There also are several national groups that help military families in need, and, in some cases, accept donations from the public. Among them are:

  • Intrepid Fallen Heroes Fund: Provides unrestricted grants to families of fallen troops. 212-245-0072. On the Web: www.intrepidmuseum.org/ foundation–heroesfund.html

  • Fallen Patriot Fund: Provides financial grants to the families of those killed or seriously injured in Operation Iraqi Freedom. Call 214-658-7125. On the Web: www.fallenpatriotfund.org

  • Tragedy Assistance Program for Survivors (TAPS): Provides services to all who have lost a loved one while serving in the U.S. armed forces. 800-959-TAPS (8277). On the Web: www.taps.org

  • Navy-Marine Corps Relief Society: Provides financial assistance and emergency grants to families and survivors. On the Web: www.nmcrs.org

    BY THE NUMBERS

  • U.S. troops killed in Iraq who had children: 429

  • Children born after their parent died in the war: At least 34

  • U.S. military mothers who died in the war: At least 6

  • States with the most children of fallen U.S. troops: California — 103; Texas — 69; New York — 48; Florida — 41; Pennsylvania — 38

  • Children by branch of military: Army — 710; Marines — 139; Navy — 19; Air Force — 13; Coast Guard — 1

  • How parent died: In hostile fire — 649; By accident or non-hostile incident — 233

  • Children by rank of parent: Officers — 78; Non-commissioned officers — 573; Enlisted: 231

  • Was deceased parent in regular or reserve unit? Regular — 649; Reserve: 233

    LETTERS HOME

    Here are excerpts from the last letters of fallen U.S. soldiers to their children.

    Marine Staff Sgt. Russell Slay,

    28, of Humble, Texas

    Slay, who was killed Nov. 9 in Fallujah when his armored vehicle was attacked by insurgents, wrote the following in his last letter home to his daughter Kinlee, 9, and son Walker, 5.

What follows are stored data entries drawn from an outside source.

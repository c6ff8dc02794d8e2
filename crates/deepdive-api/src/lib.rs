//! HTTP surface for DeepDive research sessions.

pub mod config;
pub mod error;
pub mod routes;
pub mod state;
use std::time::Duration;

use async_trait::async_trait;
use chrono::Utc;
use dashmap::DashMap;
use tracing::debug;

use super::{Claim, CommitOutcome, KnowledgeStore, Rejection};
use crate::error::StoreError;
use crate::session::{
    Citation, NewCitation, NewSession, ProcessingLease, ResearchSession, SessionStatus,
};

/// In-memory store for tests, offline runs, and single-process deployments.
///
/// Each session lives behind a DashMap shard lock, so claims and commits are
/// atomic with respect to each other without holding a lock across an await.
#[derive(Default)]
pub struct InMemoryKnowledgeStore {
    sessions: DashMap<String, ResearchSession>,
    citations: DashMap<String, Vec<Citation>>,
}

impl InMemoryKnowledgeStore {
    pub fn new() -> Self {
        Self::default()
    }

    /// Insert a session as-is, bypassing creation defaults.
    pub fn insert(&self, session: ResearchSession) -> Result<(), StoreError> {
        session
            .validate()
            .map_err(|reason| StoreError::corrupt(&session.id, reason))?;
        self.sessions.insert(session.id.clone(), session);
        Ok(())
    }

    pub fn len(&self) -> usize {
        self.sessions.len()
    }

    pub fn is_empty(&self) -> bool {
        self.sessions.is_empty()
    }
}

fn owns_lease(session: &ResearchSession, lease_token: &str) -> bool {
    session
        .lease
        .as_ref()
        .is_some_and(|lease| lease.token == lease_token)
}

#[async_trait]
impl KnowledgeStore for InMemoryKnowledgeStore {
    async fn create_session(&self, input: NewSession) -> Result<ResearchSession, StoreError> {
        let session = ResearchSession::new(input);
        if self.sessions.contains_key(&session.id) {
            return Err(StoreError::Conflict(session.id));
        }
        self.sessions.insert(session.id.clone(), session.clone());
        self.citations.insert(session.id.clone(), Vec::new());
        Ok(session)
    }

    async fn load_session(
        &self,
        session_id: &str,
    ) -> Result<Option<ResearchSession>, StoreError> {
        Ok(self.sessions.get(session_id).map(|entry| entry.clone()))
    }

    async fn try_claim(&self, session_id: &str, lease_ttl: Duration) -> Result<Claim, StoreError> {
        let Some(mut entry) = self.sessions.get_mut(session_id) else {
            return Ok(Claim::NotFound);
        };
        let session = entry.value_mut();

        if session.status != SessionStatus::Pending {
            return Ok(Claim::Inactive(session.status));
        }
        if let Some(lease) = &session.lease {
            if !lease.is_expired(lease_ttl, Utc::now()) {
                return Ok(Claim::Busy);
            }
            debug!(session_id, stale_token = %lease.token, "taking over expired lease");
        }

        session.lease = Some(ProcessingLease::acquire());
        session.updated_at = Utc::now();
        Ok(Claim::Acquired(session.clone()))
    }

    async fn record_citation(
        &self,
        session_id: &str,
        citation: NewCitation,
    ) -> Result<Citation, StoreError> {
        if !self.sessions.contains_key(session_id) {
            return Err(StoreError::Backend(format!(
                "cannot record citation for unknown session {session_id}"
            )));
        }
        let mut entry = self.citations.entry(session_id.to_string()).or_default();
        let next_index = entry.last().map(|last| last.index + 1).unwrap_or(1);
        let citation = citation.into_citation(next_index);
        entry.push(citation.clone());
        Ok(citation)
    }

    async fn citations(&self, session_id: &str) -> Result<Vec<Citation>, StoreError> {
        Ok(self
            .citations
            .get(session_id)
            .map(|entry| entry.clone())
            .unwrap_or_default())
    }

    async fn commit_step(
        &self,
        session: &ResearchSession,
        lease_token: &str,
    ) -> Result<CommitOutcome, StoreError> {
        let mut updated = session.clone();
        updated.lease = None;
        updated.updated_at = Utc::now();
        updated
            .validate()
            .map_err(|reason| StoreError::corrupt(&session.id, reason))?;

        let Some(mut entry) = self.sessions.get_mut(&session.id) else {
            return Err(StoreError::Backend(format!(
                "session {} vanished during a step",
                session.id
            )));
        };
        let stored = entry.value_mut();

        if !owns_lease(stored, lease_token) {
            return Ok(CommitOutcome::Rejected(Rejection::LeaseLost));
        }
        if stored.status != SessionStatus::Pending {
            stored.lease = None;
            return Ok(CommitOutcome::Rejected(Rejection::NotPending(stored.status)));
        }

        *stored = updated;
        Ok(CommitOutcome::Committed)
    }

    async fn fail_session(
        &self,
        session_id: &str,
        lease_token: &str,
        message: &str,
    ) -> Result<CommitOutcome, StoreError> {
        let Some(mut entry) = self.sessions.get_mut(session_id) else {
            return Err(StoreError::Backend(format!(
                "session {session_id} vanished during a step"
            )));
        };
        let stored = entry.value_mut();

        if !owns_lease(stored, lease_token) {
            return Ok(CommitOutcome::Rejected(Rejection::LeaseLost));
        }
        stored.lease = None;
        stored.updated_at = Utc::now();
        if stored.status != SessionStatus::Pending {
            return Ok(CommitOutcome::Rejected(Rejection::NotPending(stored.status)));
        }

        stored.fail(message);
        Ok(CommitOutcome::Committed)
    }

    async fn cancel_session(
        &self,
        session_id: &str,
    ) -> Result<Option<ResearchSession>, StoreError> {
        let Some(mut entry) = self.sessions.get_mut(session_id) else {
            return Ok(None);
        };
        let stored = entry.value_mut();
        if stored.status == SessionStatus::Pending {
            stored.status = SessionStatus::Canceled;
            stored.updated_at = Utc::now();
        }
        Ok(Some(stored.clone()))
    }
}

#[cfg(test)]
mod tests {
    use super::*;
    use crate::session::{Phase, SubTopic};

    const TTL: Duration = Duration::from_secs(60);

    fn new_citation(url: &str) -> NewCitation {
        NewCitation {
            query: "history".into(),
            url: url.into(),
            title: "t".into(),
            snippet: "s".into(),
            content: "c".into(),
            degraded: false,
        }
    }

    async fn claimed(store: &InMemoryKnowledgeStore) -> (ResearchSession, String) {
        let session = store
            .create_session(NewSession::new("quantum annealing", "u1", "m1"))
            .await
            .unwrap();
        match store.try_claim(&session.id, TTL).await.unwrap() {
            Claim::Acquired(session) => {
                let token = session.lease.clone().unwrap().token;
                (session, token)
            }
            other => panic!("expected claim, got {other:?}"),
        }
    }

    #[tokio::test]
    async fn second_claim_is_busy_until_commit() {
        let store = InMemoryKnowledgeStore::new();
        let (mut session, token) = claimed(&store).await;

        assert!(matches!(
            store.try_claim(&session.id, TTL).await.unwrap(),
            Claim::Busy
        ));

        session.plan.push(SubTopic::new("history", 1));
        session.phase = Phase::Researching;
        assert_eq!(
            store.commit_step(&session, &token).await.unwrap(),
            CommitOutcome::Committed
        );

        let stored = store.load_session(&session.id).await.unwrap().unwrap();
        assert!(!stored.is_processing());
        assert_eq!(stored.phase, Phase::Researching);
        assert!(matches!(
            store.try_claim(&session.id, TTL).await.unwrap(),
            Claim::Acquired(_)
        ));
    }

    #[tokio::test]
    async fn expired_lease_is_taken_over_and_stale_commit_rejected() {
        let store = InMemoryKnowledgeStore::new();
        let (session, stale_token) = claimed(&store).await;

        let Claim::Acquired(_) = store.try_claim(&session.id, Duration::ZERO).await.unwrap()
        else {
            panic!("expired lease should be reclaimable");
        };

        assert_eq!(
            store.commit_step(&session, &stale_token).await.unwrap(),
            CommitOutcome::Rejected(Rejection::LeaseLost)
        );
    }

    #[tokio::test]
    async fn cancel_during_step_discards_commit_and_releases_lease() {
        let store = InMemoryKnowledgeStore::new();
        let (mut session, token) = claimed(&store).await;

        let canceled = store.cancel_session(&session.id).await.unwrap().unwrap();
        assert_eq!(canceled.status, SessionStatus::Canceled);

        session.plan.push(SubTopic::new("history", 1));
        session.phase = Phase::Researching;
        assert_eq!(
            store.commit_step(&session, &token).await.unwrap(),
            CommitOutcome::Rejected(Rejection::NotPending(SessionStatus::Canceled))
        );

        let stored = store.load_session(&session.id).await.unwrap().unwrap();
        assert!(stored.plan.is_empty());
        assert!(!stored.is_processing());
        assert!(matches!(
            store.try_claim(&session.id, TTL).await.unwrap(),
            Claim::Inactive(SessionStatus::Canceled)
        ));
    }

    #[tokio::test]
    async fn citation_indices_are_monotonic() {
        let store = InMemoryKnowledgeStore::new();
        let (session, _) = claimed(&store).await;

        let first = store
            .record_citation(&session.id, new_citation("https://a"))
            .await
            .unwrap();
        let second = store
            .record_citation(&session.id, new_citation("https://b"))
            .await
            .unwrap();

        assert_eq!(first.index, 1);
        assert_eq!(second.index, 2);
        assert_eq!(store.citations(&session.id).await.unwrap().len(), 2);
    }

    #[tokio::test]
    async fn invalid_commit_is_refused() {
        let store = InMemoryKnowledgeStore::new();
        let (mut session, token) = claimed(&store).await;
        session.final_report = Some("too early".into());

        let err = store.commit_step(&session, &token).await.unwrap_err();
        assert!(matches!(err, StoreError::Corrupt { .. }));
    }

    #[tokio::test]
    async fn fail_sets_error_message_once() {
        let store = InMemoryKnowledgeStore::new();
        let (session, token) = claimed(&store).await;

        assert_eq!(
            store.fail_session(&session.id, &token, "boom").await.unwrap(),
            CommitOutcome::Committed
        );
        let stored = store.load_session(&session.id).await.unwrap().unwrap();
        assert_eq!(stored.status, SessionStatus::Error);
        assert_eq!(stored.error_message.as_deref(), Some("boom"));
        assert!(stored.final_report.is_none());
    }
}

    “Tell Kinlee that I love her and never knew what life was before she was born. … She’ll always be Daddy’s little girl … Daddy will always be with her and watching out for her. I’ll miss you. Hugs and Kisses.”

    To Walker, “You’re the sweetest little man. Be studious, stay in school and stay away from the military. I mean it. Always be a man. If you make mistakes, stand up and say so.”

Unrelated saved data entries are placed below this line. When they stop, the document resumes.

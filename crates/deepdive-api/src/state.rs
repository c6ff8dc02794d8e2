use std::sync::Arc;

use anyhow::Result;
use deepdive_core::{ConfigLoader, ResearchService, SpawnScheduler, build_driver};
use tracing::info;

use crate::config::AppConfig;

#[derive(Clone)]
pub struct AppState {
    service: Arc<ResearchService>,
}

impl AppState {
    pub fn new(service: ResearchService) -> Self {
        Self {
            service: Arc::new(service),
        }
    }

    pub async fn try_new(config: &AppConfig) -> Result<Self> {
        let core = ConfigLoader::load(config.config_path.clone())?;
        let driver = build_driver(&core).await?;

        let mut service = ResearchService::new(driver.clone(), core.llm.model.clone());
        if config.auto_continue {
            let scheduler = SpawnScheduler::new(driver, config.max_active_steps);
            service = service.with_scheduler(Arc::new(scheduler));
            info!(
                max_active = config.max_active_steps,
                "background continuation enabled"
            );
        }
        Ok(Self::new(service))
    }

    pub fn service(&self) -> Arc<ResearchService> {
        self.service.clone()
    }
}
//! Delivery of "continuation requested" results from `advance`.
//!
//! The driver never calls itself back. Whoever receives
//! [`AdvanceOutcome::Continue`](crate::AdvanceOutcome::Continue) hands the
//! session id to a [`Scheduler`], which decides when the next `advance` runs.

use std::sync::Arc;

use thiserror::Error;
use tokio::sync::{Semaphore, mpsc};
use tracing::{error, info, warn};

use crate::driver::StepDriver;

#[derive(Debug, Error)]
pub enum ScheduleError {
    #[error("scheduler queue is closed")]
    Closed,
    #[error("no async runtime available to run the next step")]
    NoRuntime,
}

pub trait Scheduler: Send + Sync {
    /// Request another `advance` for `session_id`. Must not block.
    fn schedule(&self, session_id: String) -> Result<(), ScheduleError>;
}

pub type DynScheduler = Arc<dyn Scheduler>;

/// Runs follow-up steps on the current tokio runtime, at most `max_active`
/// sessions at a time.
#[derive(Clone)]
pub struct SpawnScheduler {
    driver: StepDriver,
    permits: Arc<Semaphore>,
}

impl SpawnScheduler {
    pub fn new(driver: StepDriver, max_active: usize) -> Self {
        Self {
            driver,
            permits: Arc::new(Semaphore::new(max_active.max(1))),
        }
    }
}

impl Scheduler for SpawnScheduler {
    fn schedule(&self, session_id: String) -> Result<(), ScheduleError> {
        let handle = tokio::runtime::Handle::try_current().map_err(|_| ScheduleError::NoRuntime)?;
        let driver = self.driver.clone();
        let permits = self.permits.clone();

        handle.spawn(async move {
            let Ok(_permit) = permits.acquire_owned().await else {
                warn!(%session_id, "scheduler shut down before the step could run");
                return;
            };
            for _ in 0..driver.settings().max_steps() {
                match driver.advance(&session_id).await {
                    Ok(outcome) if outcome.should_continue() => continue,
                    Ok(outcome) => {
                        info!(%session_id, ?outcome, "background run finished");
                        return;
                    }
                    Err(err) => {
                        error!(%session_id, error = %err, "background advance failed");
                        return;
                    }
                }
            }
            warn!(%session_id, "background run hit the step guard");
        });
        Ok(())
    }
}

/// Hands session ids to an external worker through an unbounded channel.
#[derive(Clone)]
pub struct QueueScheduler {
    sender: mpsc::UnboundedSender<String>,
}

impl QueueScheduler {
    pub fn new() -> (Self, mpsc::UnboundedReceiver<String>) {
        let (sender, receiver) = mpsc::unbounded_channel();
        (Self { sender }, receiver)
    }
}

impl Scheduler for QueueScheduler {
    fn schedule(&self, session_id: String) -> Result<(), ScheduleError> {
        self.sender
            .send(session_id)
            .map_err(|_| ScheduleError::Closed)
    }
}

/// Drain `receiver`, advancing each session once and re-queueing it while it
/// asks to continue. Returns when every sender has been dropped.
pub async fn run_queue_worker(
    driver: StepDriver,
    scheduler: QueueScheduler,
    mut receiver: mpsc::UnboundedReceiver<String>,
) {
    // Holding only a weak handle lets the loop end once producers go away.
    let requeue = scheduler.sender.downgrade();
    drop(scheduler);

    while let Some(session_id) = receiver.recv().await {
        match driver.advance(&session_id).await {
            Ok(outcome) if outcome.should_continue() => {
                let Some(sender) = requeue.upgrade() else {
                    warn!(%session_id, "queue closed; dropping continuation");
                    continue;
                };
                if sender.send(session_id.clone()).is_err() {
                    warn!(%session_id, "queue closed; dropping continuation");
                }
            }
            Ok(outcome) => info!(%session_id, ?outcome, "queued session settled"),
            Err(err) => error!(%session_id, error = %err, "queued advance failed"),
        }
    }
}
//! Readable text from fetched HTML pages.

use scraper::{ElementRef, Html, Selector};

/// Candidate roots for the main content, most specific first.
const CONTENT_ROOTS: &[&str] = &[
    "article",
    "main",
    "[role='main']",
    "#content",
    ".content",
    ".post-content",
    ".article-content",
    ".entry-content",
    "body",
];

const BLOCKS: &str = "h1, h2, h3, h4, h5, h6, p, li, pre, blockquote, td";

/// Never part of readable content.
const SKIPPED: &[&str] = &[
    "script", "style", "noscript", "template", "nav", "header", "footer", "aside", "form", "svg",
];

const BLOCK_TAGS: &[&str] = &[
    "h1", "h2", "h3", "h4", "h5", "h6", "p", "li", "pre", "blockquote", "td",
];

/// Whether a response body should go through [`html_to_text`].
pub fn looks_like_html(content_type: Option<&str>, body: &str) -> bool {
    if let Some(content_type) = content_type {
        return content_type.to_ascii_lowercase().contains("html");
    }
    let head: String = body.trim_start().chars().take(16).collect();
    let head = head.to_ascii_lowercase();
    head.starts_with("<!doctype html") || head.starts_with("<html")
}

/// Reduce an HTML document to markdown-flavoured text: headings, paragraphs,
/// and list items of the main content, without scripts or page chrome.
pub fn html_to_text(html: &str) -> String {
    let document = Html::parse_document(html);
    let Some(root) = content_root(&document) else {
        return String::new();
    };

    let blocks = Selector::parse(BLOCKS).ok();
    let mut out = Vec::new();
    if let Some(blocks) = &blocks {
        for element in root.select(blocks) {
            if has_ancestor(&element, SKIPPED) || has_ancestor(&element, BLOCK_TAGS) {
                continue;
            }
            let text = collapse(&element);
            if text.is_empty() {
                continue;
            }
            out.push(match element.value().name() {
                "h1" => format!("# {text}"),
                "h2" => format!("## {text}"),
                "h3" | "h4" | "h5" | "h6" => format!("### {text}"),
                "li" => format!("- {text}"),
                "blockquote" => format!("> {text}"),
                _ => text,
            });
        }
    }

    if out.is_empty() {
        // Pages without block markup: keep the bare text nodes.
        let text = root
            .descendants()
            .filter_map(|node| {
                let text = node.value().as_text()?;
                let skipped = node.ancestors().any(|ancestor| {
                    ancestor
                        .value()
                        .as_element()
                        .is_some_and(|el| SKIPPED.contains(&el.name()))
                });
                (!skipped).then(|| String::from(&**text))
            })
            .collect::<Vec<_>>()
            .join(" ");
        return text.split_whitespace().collect::<Vec<_>>().join(" ");
    }
    out.join("\n\n")
}

fn content_root(document: &Html) -> Option<ElementRef<'_>> {
    CONTENT_ROOTS.iter().find_map(|candidate| {
        let selector = Selector::parse(candidate).ok()?;
        document
            .select(&selector)
            .find(|element| !collapse(element).is_empty())
    })
}

fn has_ancestor(element: &ElementRef<'_>, names: &[&str]) -> bool {
    element.ancestors().any(|ancestor| {
        ancestor
            .value()
            .as_element()
            .is_some_and(|el| names.contains(&el.name()))
    })
}

fn collapse(element: &ElementRef<'_>) -> String {
    element
        .text()
        .collect::<String>()
        .split_whitespace()
        .collect::<Vec<_>>()
        .join(" ")
}
use axum::{Json, Router, routing::get};
use serde::Serialize;

use crate::state::AppState;

#[derive(Serialize)]
struct HealthResponse {
    status: &'static str,
}

pub fn health_router() -> Router<AppState> {
    Router::new().route("/live", get(live))
}

async fn live() -> Json<HealthResponse> {
    Json(HealthResponse { status: "ok" })
}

    Slay told his daughter to go to college, and his son to have children of his own so he could “feel the joy and happiness you brought me …

    “My family was in my last thoughts. I can’t say I love you enough.”

    Army Pfc. Jesse Givens,

    34, of Fountain, Colo.

  • Givens was killed May 1, 2003, when his tank tumbled into the Euphrates River when a riverbank gave way. He wrote what follows to his sons, Dakota, 5, and Carson, who was born four weeks after Givens’ death:

    “Dakota — You are more son than I could ever ask for. I can only hope I was half the dad. You taught me how to care until it hurts, you taught me how to smile again. You taught me that life isn’t so serious and sometimes you have to play. You have a big, beautiful heart. Through life you need to keep it open and follow it.

    “Never be afraid to be yourself. I will always be there in our park when you dream so we can still play together. I hope someday you will have a son like mine. Make them smile and shine just like you. I hope someday you will understand why I didn’t come home. Please, be proud of me. Please don’t stop loving life. Take in every breath like it’s your first. I will always be there with you. I’ll be in the sun, shadows, dreams and joys of your life.

    “Bean (his pet name for the unborn Carson) — I never got to see you but I know in my heart you are beautiful. I will always have with me the feel of the soft nudges on your mom’s belly, and the joy I felt when we found out you were on the way.

    “I dream of you every night, and I always will. Don’t ever think that since I wasn’t around that I didn’t love you. You were conceived of love and I came to this terrible place for love. Please understand that I had to be gone so that I could take care of my family. I love you, Bean.”